Un point qui n’a pas été beaucoup discuté de la loi Recherche : le serment que devront déclamer les futurs docteurs une fois diplômés. Pourquoi l’avoir fait voter ?
C’est venu du sénateur Pierre Ouzoulias, également chercheur au CNRS, qui estimait qu’un peu de solennité ne nuirait pas, un peu sur le modèle du serment d’Hippocrate.


« Certains se sont servis de leur titre de docteur pour faire croire à des vérités démontrées scientifiquement, quand ils ne s’agissaient que de leurs propres hypothèses »
Est-ce plus difficile d’être intègre aujourd’hui que ça ne l’était il y a encore quelques annĂ©es ? 

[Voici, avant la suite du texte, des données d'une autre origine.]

//! Error types for request execution.
//!
//! # Design
//! Capability failure gets a dedicated variant because it is fatal: no
//! candidate transport could be constructed, and no request can ever
//! proceed in that environment. Everything else that can go wrong during a
//! single request is local to it — transport I/O failures carry the
//! underlying message, and a response body that fails JSON decoding is not
//! an error at all but a [`Payload::Invalid`](crate::Payload) delivered to
//! the on-complete chain.

use std::fmt;

/// Errors surfaced by transport acquisition and [`Ajax::execute`](crate::Ajax::execute).
#[derive(Debug)]
pub enum AjaxError {
    /// No candidate transport could be constructed.
    Unsupported,

    /// The transport failed to carry out the round-trip.
    Transport(String),
}

impl fmt::Display for AjaxError {
    fn fmt(&self, f: &mut fmt::Formatter<'_>) -> fmt::Result {
        match self {
            AjaxError::Unsupported => write!(f, "Ajax is not supported."),
            AjaxError::Transport(msg) => write!(f, "transport failed: {msg}"),
        }
    }
}

impl std::error::Error for AjaxError {}
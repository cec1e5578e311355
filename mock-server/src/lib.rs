//! Request-inspection server used by the core integration tests.
//!
//! # Design
//! Every request hitting `/echo` is recorded — method, path, headers, body,
//! plus a generated id — and answered with a small JSON acknowledgement.
//! `GET /requests` returns everything recorded so far, letting tests assert
//! on what actually arrived over the wire (marker headers, encoded bodies).
//! `GET /garbled` deliberately returns text that is not JSON, for exercising
//! decode-failure handling.

use std::sync::Arc;

use axum::{
    body::to_bytes,
    extract::{Request, State},
    routing::{any, get},
    Json, Router,
};
use serde::{Deserialize, Serialize};
use tokio::{net::TcpListener, sync::RwLock};
use uuid::Uuid;

/// One recorded request, as seen by the server.
#[derive(Clone, Debug, Serialize, Deserialize)]
pub struct RequestRecord {
    pub id: Uuid,
    pub method: String,
    pub path: String,
    pub headers: Vec<(String, String)>,
    pub body: String,
}

/// Acknowledgement returned by `/echo`.
#[derive(Clone, Debug, Serialize, Deserialize)]
pub struct EchoReply {
    pub ok: bool,
    pub id: Uuid,
}

pub type Db = Arc<RwLock<Vec<RequestRecord>>>;

pub fn app() -> Router {
    let db: Db = Arc::new(RwLock::new(Vec::new()));
    Router::new()
        .route("/echo", any(echo))
        .route("/requests", get(list_requests))
        .route("/garbled", get(garbled))
        .with_state(db)
}

pub async fn run(listener: TcpListener) -> Result<(), std::io::Error> {
    axum::serve(listener, app()).await
}

async fn echo(State(db): State<Db>, request: Request) -> Json<EchoReply> {
    let (parts, body) = request.into_parts();
    let bytes = to_bytes(body, usize::MAX).await.unwrap_or_default();

    let record = RequestRecord {
        id: Uuid::new_v4(),
        method: parts.method.to_string(),
        path: parts.uri.path().to_string(),
        headers: parts
            .headers
            .iter()
            .map(|(name, value)| {
                (
                    name.as_str().to_string(),
                    value.to_str().unwrap_or_default().to_string(),
                )
            })
            .collect(),
        body: String::from_utf8_lossy(&bytes).to_string(),
    };
    let id = record.id;
    db.write().await.push(record);

    Json(EchoReply { ok: true, id })
}

async fn list_requests(State(db): State<Db>) -> Json<Vec<RequestRecord>> {
    let records = db.read().await;
    Json(records.clone())
}

async fn garbled() -> &'static str {
    "this is not json {"
}
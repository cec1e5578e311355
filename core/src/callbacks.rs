//! Lifecycle callback chains.
//!
//! # Design
//! Two ordered chains bracket every request: before-send callbacks see the
//! built [`HttpRequest`] and may veto the send, on-complete callbacks see
//! the decoded [`Payload`] together with the raw [`HttpResponse`]. Insertion
//! order is execution order, and any callback can stop the remainder of its
//! own chain by returning [`Flow::Stop`]. Stopping is ordinary control flow,
//! never an error.
//!
//! Callback inputs arrive in several shapes; [`CallbackInput`] models them
//! as an explicit tagged variant so dispatch is a `match`, not runtime type
//! probing.

use crate::http::{HttpRequest, HttpResponse, Payload};

/// Verdict returned by a callback: keep going or stop this chain.
#[derive(Debug, Clone, Copy, PartialEq, Eq)]
pub enum Flow {
    Continue,
    /// Skip the remaining callbacks in this chain. From a before-send
    /// callback this also vetoes the send.
    Stop,
}

/// A callback run before the request is handed to the transport.
pub type BeforeFn = Box<dyn FnMut(&HttpRequest) -> Flow>;

/// A callback run after the transport signals completion.
pub type AfterFn = Box<dyn FnMut(&Payload, &HttpResponse) -> Flow>;

/// The shapes accepted when registering callbacks.
///
/// `Single` and `List` target the on-complete chain; `Phased` routes each
/// side to its matching chain.
pub enum CallbackInput {
    Single(AfterFn),
    List(Vec<AfterFn>),
    Phased {
        before: Vec<BeforeFn>,
        after: Vec<AfterFn>,
    },
}

impl CallbackInput {
    /// A single on-complete callback.
    pub fn single(f: impl FnMut(&Payload, &HttpResponse) -> Flow + 'static) -> Self {
        Self::Single(Box::new(f))
    }
}

impl<F> From<F> for CallbackInput
where
    F: FnMut(&Payload, &HttpResponse) -> Flow + 'static,
{
    fn from(f: F) -> Self {
        Self::Single(Box::new(f))
    }
}

/// The two ordered chains owned by a builder.
#[derive(Default)]
pub struct CallbackChains {
    pub(crate) before: Vec<BeforeFn>,
    pub(crate) after: Vec<AfterFn>,
}

impl CallbackChains {
    pub(crate) fn clear(&mut self) {
        self.before.clear();
        self.after.clear();
    }

    /// Route an input to the matching chain(s).
    pub(crate) fn add(&mut self, input: CallbackInput) {
        match input {
            CallbackInput::Single(f) => self.after.push(f),
            CallbackInput::List(fns) => self.after.extend(fns),
            CallbackInput::Phased { before, after } => {
                self.before.extend(before);
                self.after.extend(after);
            }
        }
    }

    /// Run the before-send chain. Returns `Flow::Stop` if any callback
    /// vetoed; the remaining callbacks are skipped.
    pub(crate) fn run_before(&mut self, request: &HttpRequest) -> Flow {
        for callback in &mut self.before {
            if callback(request) == Flow::Stop {
                return Flow::Stop;
            }
        }
        Flow::Continue
    }

    /// Run the on-complete chain in insertion order, stopping early if a
    /// callback returns `Flow::Stop`.
    pub(crate) fn run_after(&mut self, payload: &Payload, response: &HttpResponse) {
        for callback in &mut self.after {
            if callback(payload, response) == Flow::Stop {
                break;
            }
        }
    }
}

impl std::fmt::Debug for CallbackChains {
    fn fmt(&self, f: &mut std::fmt::Formatter<'_>) -> std::fmt::Result {
        f.debug_struct("CallbackChains")
            .field("before", &self.before.len())
            .field("after", &self.after.len())
            .finish()
    }
}
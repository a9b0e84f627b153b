#[macro_use]
extern crate tracing;

pub mod builder;
pub mod cli;
pub mod client;
pub mod dbus;
pub mod error;
pub mod utils;

#[cfg(test)]
mod tests;
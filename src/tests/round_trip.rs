use approx::assert_relative_eq;
use displayctl_state::DisplayState;
use proptest::prelude::*;

use super::fixture::{spec, three_monitors};
use super::*;
use crate::cli::SetArgs;
use crate::client::{build_config, SetOptions};

fn linkage(state: &DisplayState) -> Vec<Vec<String>> {
    state
        .logical_monitors()
        .iter()
        .map(|lm| {
            state
                .monitors_of(lm)
                .map(|m| m.connector().to_owned())
                .collect()
        })
        .collect()
}

proptest! {
    #[test]
    fn linkage_does_not_depend_on_monitor_order(
        order in Just(vec![0usize, 1, 2]).prop_shuffle()
    ) {
        let mut wire = three_monitors();
        let monitors = wire.monitors.clone();
        wire.monitors = order.iter().map(|&idx| monitors[idx].clone()).collect();

        let state = wire.decode().unwrap();
        prop_assert_eq!(
            linkage(&state),
            vec![vec![String::from("eDP-1")], vec![String::from("DP-1")]]
        );
    }

    #[test]
    fn mirrored_linkage_keeps_all_monitors(
        order in Just(vec![0usize, 1, 2]).prop_shuffle()
    ) {
        let mut wire = three_monitors();
        let monitors = wire.monitors.clone();
        wire.monitors = order.iter().map(|&idx| monitors[idx].clone()).collect();
        wire.logical_monitors.truncate(1);
        wire.logical_monitors[0].monitors = vec![
            spec("eDP-1", "BOE", "0x0bca", "0x00000000"),
            spec("HDMI-1", "SAM", "SAMSUNG", "0x01000e00"),
        ];

        let state = wire.decode().unwrap();
        let mut linked = linkage(&state).remove(0);
        linked.sort();
        prop_assert_eq!(linked, vec![String::from("HDMI-1"), String::from("eDP-1")]);
    }

    #[test]
    fn scale_survives_apply(scale in 1u32..=12) {
        // Quarter steps from 0.25 to 3.
        let scale = f64::from(scale) / 4.;

        let f = Fixture::new(three_monitors());
        let state = f.fetch();
        let args = SetArgs {
            args: vec![
                String::from("-L"),
                String::from("-s"),
                scale.to_string(),
                String::from("-M"),
                String::from("DP-1"),
            ],
        };
        let options = SetOptions::parse(&args).unwrap();
        let config = build_config(&state, &options).unwrap();
        f.manager.apply(&state, &config, options.method).unwrap();

        let new_state = f.fetch();
        let logical_monitor = &new_state.logical_monitors()[0];
        assert_relative_eq!(logical_monitor.scale(), scale);
        prop_assert_eq!(
            logical_monitor.layout().width,
            (3840. / scale).round() as i32
        );
    }
}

C’était contextuel : nous étions excédés de cette succession de gens ravis d’être invités sur les plateaux télé et qui ont donné une image totalement confuse de la science en présentant leurs opinions comme des résultats scientifiques. Ils se sont servis de leur titre de docteur pour faire croire à des vérités démontrées scientifiquement, quand ils ne s’agissaient que de leurs propres hypothèses. Alors, prendre le temps de rappeler à un jeune docteur certaines choses nous est apparu comme quelque chose d’intéressant.  Il faut se rendre compte à quel point cette séquence a pu être délétère dans l’opinion publique où ils ont vu des gens qui étaient tous professeurs, tous docteurs, dire tout et son contraire.  Il faut expliquer au plus grand nombre comment se construit une connaissance scientifique : avec beaucoup de personnes hyper enthousiastes, qui émettent 200 hypothèses, toutes différentes, jusqu’à ce qu’une seule devienne une réalité scientifique. Sur les plateaux, ce qui a été montré, c’est la science en train de se faire.